Furthermore, if melting by torch, the melt loss can easily be up to 8%, with but 2% recoverable.

With sponge, it's rarely more than 2-2.5%, with about 0.5% recoverable.


----------



## HAuCl4

The handful times I had the opportunity to melt 1-5 oz of Pt (lab-hobbyist scale), I used a discarded zirconia tube (those used for protecting thermocouples) closed at one end, in the manner of a test tube, heated with 2 oxyacetylene torches, protected by refractory bricks.
Kept it at 2,000 C for 15 minutes. Product looked good. I'd like to see an induction melt and pour by one of the big boys. No idea how they get the surface finish that some ingot photos show...


----------



## Lou

Nothing to see. Mostly you hear a humm. It's too bright to look at and you only pull the ingot at red heat. 



Lou


----------



## HAuCl4

Do they pour it on some ceramic ingot mold or what?. Tilting pour?. Must not be easy to get a smooth ingot.

Look at this pic referenced by goldenchild. The ingot has been through the rolls, and still looks like crap. Unless stamped I've never seen a photo of a nice looking Pt ingot!.

They guy apparently could get it to 99.99 (or so he says), but the cast is what it shows. :shock:


----------



## HAuCl4

This is a photo of a good for delivery at NYMEX platinum bar that I found online. I guess that's as good as it gets without stamping.


----------



## qst42know

Actually that bar looks struck, flattened before it was numbered.


----------



## Lou

Cast and drop forged, then stamped. Platinum freezes almost as soon as the heat is taken from it.

It doesn't oxidize. Palladium is another tough metal to cast because it is considerably more gassy.

Vacuum induction melting is the best way to melt these metals.


----------



## freechemist

Hydrazine sulfate works well in platinum-metal precipitation. It is a cristalline, non hygroscopic salt and safer to work with than volatile hydrazine or hydrazine hydrate. Note that hydrazine and it's salts are
poisonous and classified as carcinogenics.

The reduction reaction can be formulated as: [N2H6]SO4 + (NH4)2PtCl6 => Pt-metal + N2 + 2 NH4Cl + 4 HCl + H2SO4

In practice the suspension of ammonium- (or potassium-)-hexachloroplatinate in water is heated to about 80o C with constant stirring.
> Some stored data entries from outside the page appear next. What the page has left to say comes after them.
use std::fmt::Write as _;
use std::sync::Arc;

use async_trait::async_trait;
use carta_backend::BackendApi;
use carta_core::Product;
use serde_json::{json, Value};

use super::{str_arg, Tool};

/// At most this many matches are rendered; the overflow is reported as a
/// count so the model can suggest narrowing the search.
const MAX_SEARCH_RESULTS: usize = 10;

pub struct SearchProducts {
    api: Arc<dyn BackendApi>,
}

impl SearchProducts {
    pub fn new(api: Arc<dyn BackendApi>) -> Self {
        Self { api }
    }
}

#[async_trait]
impl Tool for SearchProducts {
    fn name(&self) -> &'static str {
        "search_products"
    }

    fn description(&self) -> &'static str {
        "Search for products by name, description, or category. Optionally filter to one category."
    }

    fn input_schema(&self) -> Value {
        json!({
            "type": "object",
            "properties": {
                "query": {
                    "type": "string",
                    "description": "Search term to find products (e.g., \"smartphone\", \"laptop\", \"coffee\")"
                },
                "category": {
                    "type": "string",
                    "description": "Specific category to filter by (e.g., \"Electronics\", \"Home\", \"Clothing\")"
                }
            },
            "required": ["query"]
        })
    }

    async fn execute(&self, input: Value) -> String {
        let Some(query) = str_arg(&input, "query") else {
            return "I need a search term to look for products.".to_string();
        };
        let category = str_arg(&input, "category");

        let products = self.api.search_products(query, category).await;

        if products.is_empty() {
            return match category {
                Some(category) => format!(
                    "No products found matching '{query}' in category '{category}'. Try a different search term or browse other categories."
                ),
                None => format!(
                    "No products found matching '{query}'. Try a different search term or check the spelling."
                ),
            };
        }

        let mut result = format!("Found {} product(s) matching '{query}':\n\n", products.len());

        for product in products.iter().take(MAX_SEARCH_RESULTS) {
            let _ = writeln!(result, "{} **{}** - ${:.2}", product.emoji, product.name, product.price);
            let _ = writeln!(result, "   Category: {}", product.category);
            let _ = writeln!(result, "   Description: {}", product.description);
            let _ = writeln!(result, "   Product ID: {}\n", product.id);
        }

        if products.len() > MAX_SEARCH_RESULTS {
            let _ = writeln!(
                result,
                "... and {} more products. Try a more specific search to narrow results.",
                products.len() - MAX_SEARCH_RESULTS
            );
        }

        result
    }
}

pub struct AllProducts {
    api: Arc<dyn BackendApi>,
}

impl AllProducts {
    pub fn new(api: Arc<dyn BackendApi>) -> Self {
        Self { api }
    }
}

#[async_trait]
impl Tool for AllProducts {
    fn name(&self) -> &'static str {
        "get_all_products"
    }

    fn description(&self) -> &'static str {
        "Get all available products in the store, organized by category."
    }

    fn input_schema(&self) -> Value {
        json!({ "type": "object", "properties": {} })
    }

    async fn execute(&self, _input: Value) -> String {
        let products = self.api.get_all_products().await;

        if products.is_empty() {
            return "No products are currently available in the store.".to_string();
        }

        let mut result = format!("Here are all {} products in our store:\n\n", products.len());

        for (category, category_products) in group_by_category(&products) {
            let _ = writeln!(result, "**{category}** ({} items):", category_products.len());
            for product in category_products {
                let _ = writeln!(
                    result,
                    "  {} {} - ${:.2}",
                    product.emoji, product.name, product.price
                );
            }
            result.push('\n');
        }

        result.push_str("Use the product search tool or ask for specific product details to learn more!");
        result
    }
}

pub struct ProductsByCategory {
    api: Arc<dyn BackendApi>,
}

impl ProductsByCategory {
    pub fn new(api: Arc<dyn BackendApi>) -> Self {
        Self { api }
    }
}

#[async_trait]
impl Tool for ProductsByCategory {
    fn name(&self) -> &'static str {
        "get_products_by_category"
    }

    fn description(&self) -> &'static str {
        "Get all products in a specific category."
    }

    fn input_schema(&self) -> Value {
        json!({
            "type": "object",
            "properties": {
                "category": {
                    "type": "string",
                    "description": "Category name (e.g., \"Electronics\", \"Clothing\", \"Home\", \"Books\")"
                }
            },
            "required": ["category"]
        })
    }

    async fn execute(&self, input: Value) -> String {
        let Some(category) = str_arg(&input, "category") else {
            return "I need a category name to browse products.".to_string();
        };

        let all_products = self.api.get_all_products().await;

        if all_products.is_empty() {
            return "No products are currently available in the store.".to_string();
        }

        let category_products: Vec<&Product> = all_products
            .iter()
            .filter(|product| product.category.eq_ignore_ascii_case(category))
            .collect();

        if category_products.is_empty() {
            let available = distinct_categories(&all_products).join(", ");
            return format!(
                "No products found in category '{category}'. Available categories: {available}"
            );
        }

        let mut result = format!(
            "Products in **{category}** category ({} items):\n\n",
            category_products.len()
        );

        for product in category_products {
            let _ = writeln!(result, "{} **{}** - ${:.2}", product.emoji, product.name, product.price);
            let _ = writeln!(result, "   {}", product.description);
            let _ = writeln!(result, "   Product ID: {}\n", product.id);
        }

        result
    }
}

fn group_by_category(products: &[Product]) -> Vec<(String, Vec<&Product>)> {
    let mut groups: Vec<(String, Vec<&Product>)> = Vec::new();
    for product in products {
        match groups.iter_mut().find(|(category, _)| *category == product.category) {
            Some((_, members)) => members.push(product),
            None => groups.push((product.category.clone(), vec![product])),
        }
    }
    groups
}

fn distinct_categories(products: &[Product]) -> Vec<String> {
    let mut categories: Vec<String> = Vec::new();
    for product in products {
        if !categories.iter().any(|seen| seen == &product.category) {
            categories.push(product.category.clone());
        }
    }
    categories
}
A small excess (usually not more than about 5%) of solid hydrazine sulfate is added in small portions so, that gas-evolution (nitrogen) becomes never too
vigorous. The yellow solid hexachloroplatinate(IV) slowly dissolves, forming first a red solution of tetrachloroplatinate(II), from which soon a grey precipitate of metallic platinum is deposited. After complete addition the mixture is boiled until a grey suspension of metal in a colourless solution is obtained. Note, that ammonium- and potassium-hexachloroplatinate are potent allergenes and that appropriate protection measurements have to be taken.

freechemist


----------



## suhailkhan8547

Hi everyone, I have platinum ash which I have got from catalytic convertor after hard-working. Now anybody can tell me what will be done to convert it into pure platinum. Which type of chemical agent mix to melt it on furnace (Any solution, method, idea to make it a pure platinum coin). Appreciable If you have some videos or file to share.
Please...............


----------



## rusty

suhailkhan8547 said:


> Hi everyone, I have platinum ash which I have got from catalytic convertor after hard-working. Now anybody can tell me what will be done to convert it into pure platinum. Which type of chemical agent mix to melt it on furnace (Any solution, method, idea to make it a pure platinum coin). Appreciable If you have some videos or file to share.
> Please...............



And your first question - WAS. Can I be spoon fed :lol: 

Rusty


----------



## Oz

I do not know what “platinum ash” is. What did you do to get it?


----------



## lazersteve

More About Using Zinc

Steve


----------



## surfing69

I have been trying to extract PGM's from used automotive catalysts using HCL + peroxide. Typical leached Pt concentrations have been about 100mg/litre.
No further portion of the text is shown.